Fico indignado com a falsidade e a ausência de caráter do Estevão, como pode existir no mundo pessoas como ele, tão frias, tão falsas, tão cruéis.

Acabam indo minha mãe e D. Nuancy com o Estevão para casa. Vejo o Jhonny sentado no canto da parede do hospital, triste, abatido.

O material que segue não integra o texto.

//! Axis-aligned rectangle collision
//!
//! Every entity in both games is an integer rectangle. Rectangles that merely
//! touch along an edge count as colliding.

use glam::IVec2;
use serde::{Deserialize, Serialize};

/// Integer axis-aligned rectangle (top-left origin, y grows downward)
#[derive(Debug, Clone, Copy, PartialEq, Eq, Hash, Serialize, Deserialize)]
pub struct Rect {
    pub pos: IVec2,
    pub size: IVec2,
}

impl Rect {
    pub const fn new(x: i32, y: i32, w: i32, h: i32) -> Self {
        Self {
            pos: IVec2::new(x, y),
            size: IVec2::new(w, h),
        }
    }

    pub fn left(&self) -> i32 {
        self.pos.x
    }

    pub fn right(&self) -> i32 {
        self.pos.x + self.size.x
    }

    pub fn top(&self) -> i32 {
        self.pos.y
    }

    pub fn bottom(&self) -> i32 {
        self.pos.y + self.size.y
    }

    /// True if the rectangles overlap or share an edge
    pub fn intersects(&self, other: &Rect) -> bool {
        !(self.bottom() < other.top()
            || self.right() < other.left()
            || self.top() > other.bottom()
            || self.left() > other.right())
    }

    /// True if `self` lies entirely inside `bounds`
    pub fn within(&self, bounds: &Rect) -> bool {
        self.left() >= bounds.left()
            && self.right() <= bounds.right()
            && self.top() >= bounds.top()
            && self.bottom() <= bounds.bottom()
    }
}
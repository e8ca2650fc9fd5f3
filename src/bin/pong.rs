//! Pong entry point

use std::process::ExitCode;

use tile_arcade::Settings;
use tile_arcade::games::PongGame;
use tile_arcade::harness;

fn main() -> ExitCode {
    env_logger::init();
    log::info!("Pong starting...");

    let result = Settings::load().and_then(|settings| harness::run(PongGame::new(), &settings));
    harness::finish(result)
}
//! Error types
//!
//! Only initialisation and settings can fail. Gameplay termination is a
//! simulation state, not an error.

use std::path::PathBuf;

pub type Result<T> = std::result::Result<T, Error>;

#[derive(Debug, thiserror::Error)]
pub enum Error {
    #[error("failed to start event loop: {0}")]
    EventLoop(#[from] winit::error::EventLoopError),

    #[error("failed to open window: {0}")]
    Window(#[from] winit::error::OsError),

    #[error("failed to create render surface: {0}")]
    Surface(#[from] wgpu::CreateSurfaceError),

    #[error("no compatible graphics adapter: {0}")]
    Adapter(#[from] wgpu::RequestAdapterError),

    #[error("failed to create graphics device: {0}")]
    Device(#[from] wgpu::RequestDeviceError),

    #[error("surface reports no supported formats")]
    NoSurfaceFormat,

    #[error("failed to read settings {}: {source}", .path.display())]
    SettingsIo {
        path: PathBuf,
        source: std::io::Error,
    },

    #[error("invalid settings {}: {source}", .path.display())]
    SettingsParse {
        path: PathBuf,
        source: serde_json::Error,
    },
}
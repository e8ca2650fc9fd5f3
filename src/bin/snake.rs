//! Snake entry point

use std::process::ExitCode;

use tile_arcade::Settings;
use tile_arcade::games::SnakeGame;
use tile_arcade::harness;

fn main() -> ExitCode {
    env_logger::init();
    log::info!("Snake starting...");

    let result = Settings::load()
        .and_then(|settings| harness::run(SnakeGame::from_settings(&settings), &settings));
    harness::finish(result)
}
//! Keyboard input and per-game input mappers
//!
//! The harness turns platform events into `InputEvent`s; each game feeds them
//! through its mapper to get a movement intent.

use serde::{Deserialize, Serialize};

use crate::sim::Direction;

/// Keys the games care about
#[derive(Debug, Clone, Copy, PartialEq, Eq, Hash, Serialize, Deserialize)]
pub enum Key {
    Up,
    Down,
    Left,
    Right,
    W,
    S,
    Escape,
}

#[derive(Debug, Clone, Copy, PartialEq, Eq)]
pub enum InputEvent {
    KeyDown(Key),
    KeyUp(Key),
    /// Window closed or quit requested
    Quit,
}

/// Movement intent for one paddle
#[derive(Debug, Clone, Copy, PartialEq, Eq, Default, Serialize, Deserialize)]
pub enum PaddleMove {
    #[default]
    None,
    Up,
    Down,
}

impl PaddleMove {
    /// Vertical velocity for this intent (screen y grows downward)
    pub fn velocity(self, speed: i32) -> i32 {
        match self {
            PaddleMove::None => 0,
            PaddleMove::Up => -speed,
            PaddleMove::Down => speed,
        }
    }
}

/// Paddle game mapper: `W`/`S` drive the left paddle, arrows the right one.
/// Releasing either key of a pair stops that paddle.
#[derive(Debug, Clone, Copy, Default, PartialEq, Eq)]
pub struct PaddleInput {
    pub left: PaddleMove,
    pub right: PaddleMove,
}

impl PaddleInput {
    pub fn handle(&mut self, event: InputEvent) {
        match event {
            InputEvent::KeyDown(Key::Up) => self.right = PaddleMove::Up,
            InputEvent::KeyDown(Key::Down) => self.right = PaddleMove::Down,
            InputEvent::KeyDown(Key::W) => self.left = PaddleMove::Up,
            InputEvent::KeyDown(Key::S) => self.left = PaddleMove::Down,
            InputEvent::KeyUp(Key::Up | Key::Down) => self.right = PaddleMove::None,
            InputEvent::KeyUp(Key::W | Key::S) => self.left = PaddleMove::None,
            _ => {}
        }
    }
}

/// Snake game mapper: arrows set a persistent direction. A key opposite to the
/// current direction is ignored.
#[derive(Debug, Clone, Copy, Default, PartialEq, Eq)]
pub struct SnakeInput {
    direction: Direction,
}

impl SnakeInput {
    pub fn direction(&self) -> Direction {
        self.direction
    }

    pub fn handle(&mut self, event: InputEvent) {
        let wanted = match event {
            InputEvent::KeyDown(Key::Up) => Direction::Up,
            InputEvent::KeyDown(Key::Down) => Direction::Down,
            InputEvent::KeyDown(Key::Left) => Direction::Left,
            InputEvent::KeyDown(Key::Right) => Direction::Right,
            _ => return,
        };
        if wanted != self.direction.opposite() {
            self.direction = wanted;
        }
    }
}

Breno - Jhonny sai do chão cara, calma.

Jhonny - Só faço besteiras cara, uma atrás da outra. Desde o começo só te envolvo com meus problemas, só te meto em confusões. Cara e agora você quase perde o seu irmão por minha culpa cara.

Breno - Não pensa assim cara, você não tem culpa de nada, não tem sério.

Jhonny - Tenho sim. Primeiro foi minha mãe, agora o Rick, cara sua vida era tranqüila, sem problemas, até no seu lance com o Pedro eu melei.

Breno - Jhonny cara não fica assim.

Jhonny - Breno eu sou um azarado cara, não quero mais complicar a sua vida, não quero.

Breno - Jhonny, Jhonny volta aqui cara, volta aqui!

Jhonny se levanta transtornado do chão nos corredores do hospital e sai gritando e chorando.

Jhonny - Eu quero ficar sozinho cara, eu quero ficar sozinho, por favor.

O Jhonny sai pelo corredor, fico triste ali, até que decido ir para o quarto do Rick, entrando o vejo deitado na cama, ainda tomando soro e cheio de aparelhos colados ao seu corpo, estava dormindo. Me sento do lado dele numa cadeira e fico ali o observando, vem em minha mente toda a cena da briga, as duras palavras do Rick, o ódio em seu olhar, as agressões, e por último o acidente, a imagem do Rick sendo jogado no chão atingia minha mente como flashes, sinto algo escorrendo pelo meu nariz, quando passo a mão novamente vejo sangue, me levanto, pego um lenço de papel e paço no nariz. Assim que me sento novamente toca o celular, vejo no visor é o Robertinho.

Breno - (celular) Oi.

Robertinho - (celular) Breno tudo bem?

Breno - (celular) Por que você está perguntando?

Robertinho - (celular) Não pow só queria saber se está tudo bem?

Breno - (celular) Sentiu mais alguma coisa.

Robertinho - (celular) Ih! Caralho, vai começar.

Saio do quarto a atendo no corredor.

Breno - (celular) Não cara não está tudo bem.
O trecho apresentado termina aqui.